World War – H. G. Wells Style

Watching Our Betters stumbling ever closer towards an entirely unnecessary global thermonuclear war led me back to an earlier perspective on world war and its consequences – H. G. Wells’ 1908 novel “The War in the Air”, ISBN 9781785435416. It has been a long time since I read anything by Wells. He is a much better writer than I remembered.

This novel begins in something close to England of the early 1900s, but with a few H. G. Wells twists. Monorails have largely replaced the old-fashioned railways. The Wright Brothers have achieved heavier-than-air flight in America, but the hot interest is a flamboyant English inventor who has developed something akin to a helicopter, and is assiduously seeking to sell his invention to the highest bidder.

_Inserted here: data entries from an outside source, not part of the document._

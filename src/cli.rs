use std::path::PathBuf;

use clap::{Parser, Subcommand};

/// Worldcal perpetual world calendar.
#[derive(Parser)]
#[command(
    name = "worldcal",
    version,
    about = "Perpetual 365-day world calendar with per-day events"
)]
pub struct Cli {
    /// Increase verbosity (-v info, -vv debug, -vvv trace).
    #[arg(short, long, global = true, action = clap::ArgAction::Count)]
    pub verbose: u8,

    /// Subcommand to run.
    #[command(subcommand)]
    pub command: Command,
}

/// Available subcommands.
#[derive(Subcommand)]
pub enum Command {
    /// Render one month of the calendar.
    Show(ShowArgs),
    /// Manage events on calendar days.
    #[command(subcommand)]
    Event(EventCommand),
}

/// Arguments for the `show` subcommand.
#[derive(clap::Args)]
pub struct ShowArgs {
    /// Path to TOML configuration file.
    #[arg(short, long, default_value = "worldcal.toml")]
    pub config: PathBuf,

    /// Days played in the world (the anchor day-count, >= 1).
    #[arg(short, long)]
    pub days_played: i64,

    /// Months to navigate away from the anchor (negative for earlier months).
    #[arg(short, long, default_value_t = 0, allow_hyphen_values = true)]
    pub offset: i32,
}

/// Event management subcommands.
#[derive(Subcommand)]
pub enum EventCommand {
    /// Add an event to a day.
    Add(AddEventArgs),
    /// List the events on a day.
    List(ListEventsArgs),
    /// Replace an event on a day.
    Edit(EditEventArgs),
    /// Remove an event from a day.
    Remove(RemoveEventArgs),
    /// Comment on an event.
    Comment(CommentArgs),
}

/// Arguments for `event add`.
#[derive(clap::Args)]
pub struct AddEventArgs {
    /// Path to TOML configuration file.
    #[arg(short, long, default_value = "worldcal.toml")]
    pub config: PathBuf,

    /// Date key of the day, as "year-month-day" with a zero-based month.
    #[arg(long)]
    pub date: String,

    /// Event title.
    #[arg(long)]
    pub title: String,

    /// Event author.
    #[arg(long)]
    pub author: String,

    /// Event description.
    #[arg(long)]
    pub description: String,
}

/// Arguments for `event list`.
#[derive(clap::Args)]
pub struct ListEventsArgs {
    /// Path to TOML configuration file.
    #[arg(short, long, default_value = "worldcal.toml")]
    pub config: PathBuf,

    /// Date key of the day, as "year-month-day" with a zero-based month.
    #[arg(long)]
    pub date: String,
}

/// Arguments for `event edit`.
#[derive(clap::Args)]
pub struct EditEventArgs {
    /// Path to TOML configuration file.
    #[arg(short, long, default_value = "worldcal.toml")]
    pub config: PathBuf,

    /// Date key of the day, as "year-month-day" with a zero-based month.
    #[arg(long)]
    pub date: String,

    /// Index of the event within the day, as shown by `event list`.
    #[arg(long)]
    pub index: usize,

    /// New event title.
    #[arg(long)]
    pub title: String,

    /// New event author.
    #[arg(long)]
    pub author: String,

    /// New event description.
    #[arg(long)]
    pub description: String,
}

/// Arguments for `event remove`.
#[derive(clap::Args)]
pub struct RemoveEventArgs {
    /// Path to TOML configuration file.
    #[arg(short, long, default_value = "worldcal.toml")]
    pub config: PathBuf,

    /// Date key of the day, as "year-month-day" with a zero-based month.
    #[arg(long)]
    pub date: String,

    /// Index of the event within the day, as shown by `event list`.
    #[arg(long)]
    pub index: usize,
}

/// Arguments for `event comment`.
#[derive(clap::Args)]
pub struct CommentArgs {
    /// Path to TOML configuration file.
    #[arg(short, long, default_value = "worldcal.toml")]
    pub config: PathBuf,

    /// Date key of the day, as "year-month-day" with a zero-based month.
    #[arg(long)]
    pub date: String,

    /// Index of the event within the day, as shown by `event list`.
    #[arg(long)]
    pub index: usize,

    /// Comment author.
    #[arg(long)]
    pub author: String,

    /// Comment text.
    #[arg(long)]
    pub text: String,
}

The story begins in a rather humorous style. Wells’ protagonist is a Cockney “likely lad”, Bert Smallways, son of greengrocer Tom Smallways. Bert is a partner in a marginally-successful bicycle rental shop and moons after the lovely Edna. Through a series of comic misadventures, young Bert finds himself in Germany at a secret airship base – and is mistaken for the English inventor. Bert is snatched up by the German Prince who has been planning for war in the air. Wells observes the impact of technology – it takes about 4 years to build a battleship, whereas the Germans can turn out an airship in only 4 weeks; without most of the world noticing, the Germans have built a substantial fleet. The German air fleet, with Bert unwillingly aboard, immediately launches on a bold attack on the United States.

As the German airships cross the Atlantic, the tone of the novel changes from comic to serious. The airships come across the US Navy’s Atlantic fleet, and destroy the battleships in vicious fighting. The surviving German airships continue to New York City and quickly bomb the city fathers into submission. But securing the surrender of the people is much harder than securing the surrender of their leaders.

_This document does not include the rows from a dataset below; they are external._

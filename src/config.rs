use std::path::{Path, PathBuf};

use anyhow::{Context, Result};
use serde::Deserialize;

/// Top-level worldcal configuration.
#[derive(Debug, Deserialize, Default)]
#[serde(deny_unknown_fields)]
pub struct WorldcalConfig {
    /// Document store settings.
    #[serde(default)]
    pub store: StoreToml,
}

/// The `[store]` section.
#[derive(Debug, Deserialize)]
#[serde(deny_unknown_fields)]
pub struct StoreToml {
    /// Primary document path.
    #[serde(default = "default_path")]
    pub path: PathBuf,

    /// Local cache path, used when the primary is unreachable.
    #[serde(default = "default_cache_path")]
    pub cache_path: PathBuf,

    /// Maximum save retries before falling back to the cache.
    #[serde(default = "default_max_retries")]
    pub max_retries: u32,

    /// Base retry delay in milliseconds (doubles per attempt).
    #[serde(default = "default_base_delay_ms")]
    pub base_delay_ms: u64,
}

impl Default for StoreToml {
    fn default() -> Self {
        Self {
            path: default_path(),
            cache_path: default_cache_path(),
            max_retries: default_max_retries(),
            base_delay_ms: default_base_delay_ms(),
        }
    }
}

fn default_path() -> PathBuf {
    PathBuf::from("worldcal-data.json")
}
fn default_cache_path() -> PathBuf {
    PathBuf::from("worldcal-cache.json")
}
fn default_max_retries() -> u32 {
    5
}
fn default_base_delay_ms() -> u64 {
    500
}

/// Loads configuration from `path`, or returns defaults when the file
/// does not exist.
pub fn load(path: &Path) -> Result<WorldcalConfig> {
    if !path.exists() {
        return Ok(WorldcalConfig::default());
    }
    let body = std::fs::read_to_string(path)
        .with_context(|| format!("failed to read config: {}", path.display()))?;
    toml::from_str(&body).with_context(|| format!("failed to parse config: {}", path.display()))
}

#[cfg(test)]
mod tests {
    use super::*;

    #[test]
    fn defaults() {
        let config = WorldcalConfig::default();
        assert_eq!(config.store.path, PathBuf::from("worldcal-data.json"));
        assert_eq!(config.store.max_retries, 5);
        assert_eq!(config.store.base_delay_ms, 500);
    }

    #[test]
    fn empty_toml_uses_defaults() {
        let config: WorldcalConfig = toml::from_str("").unwrap();
        assert_eq!(config.store.cache_path, PathBuf::from("worldcal-cache.json"));
    }

    #[test]
    fn partial_store_section() {
        let config: WorldcalConfig = toml::from_str(
            r#"
            [store]
            path = "shared/calendar.json"
            max_retries = 2
            "#,
        )
        .unwrap();
        assert_eq!(config.store.path, PathBuf::from("shared/calendar.json"));
        assert_eq!(config.store.max_retries, 2);
        assert_eq!(config.store.base_delay_ms, 500);
    }

    #[test]
    fn unknown_fields_rejected() {
        let result: Result<WorldcalConfig, _> = toml::from_str("[calendar]\nleap_years = true\n");
        assert!(result.is_err());
    }
}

The German attack is complicated by the sudden appearance over America of a previously unknown fleet of Chinese airships which attack both the Germans and the Americans, spreading devastation all around. Bert finds himself stranded on Goat Island in the Niagara Falls with a now murderous German Prince. Bert manages to survive, and eventually makes contact with a group of American partisans. “Bert sat in the background … listening. Before his staggering mind passed strange vast images as [the partisans] talked, of great issues at a crisis, of nations in tumultuous march, of continents overthrown, of famine and destruction beyond measure”.

It takes 5 long years for Bert to get back to England in search of his Edna, to find a land ruined by war. By the time he reaches home, the formerly cheerful Bert has become a cold-blooded killer.

Then Wells’ novel changes tone again. He jumps forward another quarter of a century to a discussion between Bert’s aged father Tom and Bert’s youngest son, in which Tom tries to explain to the boy what life was like before the war. But the chasm was too wide, since the small number of remaining Londoners had been re-primitivized to the state of a barbaric peasantry, but “without any of the simple arts a barbaric peasantry would possess”. They had lost the knowledge even of how to make textiles, and clothed themselves only by looting the ruins which surrounded them. The war had destroyed civilization and its good life; Tom concludes that the war should never have begun:

… somebody somewhere ought to have stopped something, but who or how or why were all beyond his ken”.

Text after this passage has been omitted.